Figures de l’envoûtement. L’exemple de La Mort à Venise de Thomas Mann

(Extrait de l’introduction de mon article “Figures de l’envoûtement. L’exemple deLa Mort à Venise de Thomas Mann”, in @nalyses, Vol. 7, no 2. Printemps-été 2012)

Envoûtement et figure sont étroitement liés. Le Larousse historique nous apprend que le terme vient du latin « vultus », visage, puis de l’ancien français, « volt ou vout », « visage, image et en particulier les figures de cire représentant une personne à qui on veut nuire par une opération magique ». L’envoûtement est lié à la notion de figure et de figurine. La première acception du terme, dans leGrand Robert de la langue française, nous apprend qu’« envoûter », c’est « [r]eprésenter (une personne) par une figurine de cire, de terre glaise, etc. dans le dessein de faire subir à la personne représentée l’effet magique des invocations que l’on prononce devant la figurine ou des atteintes qu’on lui porte ». Au figuré, on obtient l’usage contemporain du verbe, qui est d’exercer sur quelqu’un un attrait, une domination irrésistible.

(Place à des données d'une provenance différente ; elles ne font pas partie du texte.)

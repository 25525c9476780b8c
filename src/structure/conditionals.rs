//! Two-way conditional structuring.
//!
//! Original nodes are scanned in descending reverse postorder so inner
//! conditionals are considered before the conditionals that enclose them.
//! The follow of a conditional is its deepest dominator-tree child that
//! joins two or more in-edges; conditionals without such a join are held on
//! an unresolved stack until an enclosing conditional resolves one.

use log::trace;
use std::collections::HashMap;
use std::hash::Hash;

use crate::dominator::DominatorTree;
use crate::graph::{Graph, NodeId, RpoOrder};
use crate::primitive::{Primitive, PrimitiveKind};
use crate::structure::LoopMarks;

pub(crate) fn structure_two_way<N: Clone + Eq + Hash>(
    g: &Graph<N>,
    dom: &DominatorTree,
    order: &RpoOrder<N>,
    marks: &LoopMarks<N>,
) -> Vec<Primitive<N>> {
    let mut prims = Vec::new();
    let mut unresolved: Vec<N> = Vec::new();

    let mut ids: Vec<NodeId<N>> = g.nodes().map(|n| g.id(n).clone()).collect();
    order.sort_descending(&mut ids);

    for id in ids {
        let Some(node) = g.get(&id) else { continue };
        if g.successors(node).count() != 2
            || marks.is_loop_head(&id)
            || marks.is_loop_latch(&id)
        {
            continue;
        }
        let Some(cond) = id.original().cloned() else {
            continue;
        };

        // Follow: deepest dominator-tree child of the conditional that is
        // a join point (two or more in-edges).
        let mut follow = None;
        for child in dom.dominated_by(node) {
            if g.predecessors(child).count() < 2 {
                continue;
            }
            match follow {
                Some(current) if order.of(g.id(child)) <= order.of(g.id(current)) => {}
                _ => follow = Some(child),
            }
        }

        let Some(follow) = follow else {
            trace!("conditional has no join yet, deferring");
            unresolved.push(cond);
            continue;
        };
        let Some(follow_value) = g.id(follow).original().cloned() else {
            continue;
        };

        // Every deferred conditional inherits this follow: it joins here
        // and nowhere deeper. Each becomes its own primitive and is listed
        // in the resolving conditional's body.
        let mut body = Vec::new();
        while let Some(inner) = unresolved.pop() {
            body.push(inner.clone());
            prims.push(two_way(inner, Vec::new(), follow_value.clone()));
        }
        prims.push(two_way(cond, body, follow_value));
    }
    prims
}

fn two_way<N: Clone>(cond: N, body: Vec<N>, follow: N) -> Primitive<N> {
    let mut extra = HashMap::new();
    extra.insert("cond".to_string(), cond.clone());
    extra.insert("follow".to_string(), follow.clone());
    Primitive {
        kind: PrimitiveKind::TwoWayConditional,
        entry: cond,
        body,
        exit: Some(follow),
        extra,
    }
}
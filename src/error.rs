use miette::Diagnostic;
use thiserror::Error;

use crate::primitive::PrimitiveKind;

/// Result type for structuring operations
pub type Result<T> = std::result::Result<T, Error>;

/// Errors raised while structuring a control flow graph.
///
/// All of these are per-region failures: the analysis records the error,
/// abandons the offending region and keeps structuring the rest of the
/// graph.
#[derive(Error, Debug, Diagnostic, Clone, PartialEq, Eq)]
pub enum Error {
    #[error("unsupported {ways}-way {role} node")]
    #[diagnostic(code(flowstruct::unsupported_fan_out))]
    UnsupportedFanOut { role: &'static str, ways: usize },

    #[error("unable to locate follow node of {kind}")]
    #[diagnostic(code(flowstruct::unresolvable_follow))]
    UnresolvableFollow { kind: PrimitiveKind },

    #[error("unable to locate latch node in the original control flow graph")]
    #[diagnostic(code(flowstruct::latch_resolution))]
    LatchResolution,
}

Fait intéressant, les verbes par lesquels on parle de l’envoûtement ont tous une double dimension cognitive et relationnelle : assujettir, captiver, charmer, dominer, ensorceler, fasciner, séduire, subjuguer. On y trouve en effet une relation de domination ou de subordination et un état cognitif altéré. La leçon est simple : on ne reste pas intact face à ce qui nous envoûte. La figure qui nous ensorcelle nous propulse dans des états d’esprit qui n’ont rien d’usuel. Et, très précisément, la figure nous incite à nous perdre dans sa contemplation. On peut comprendre cette action de façon mineure, comme le fait de s’égarer, de sortir temporairement de sa voie ou, de façon majeure, comme d’entrer en état de perdition, qui conduit à la ruine de l’âme par le péché.

Des situations d’envoûtement apparaissent en toutes lettres dans des romans aussi divers que La Mort à Venise de Thomas Mann, Nadja d’André Breton,Lolita de Vladimir Nabokov, The Body Artist de Don DeLillo, certaines des nouvelles les plus perturbantes d’Edgar Allan Poe (« William Wilson », « Ligéa », « L’homme des foules »), les récits de revenants et de fantômes, etc. On pourrait aussi ajouter que tout texte où figure un objet de désir — du roman d’amour populaire aux métafictions contemporaines —, tout texte qui met en scène une figure de l’imaginaire offre les prémices, par le biais d’une structure désirante, d’une situation d’envoûtement.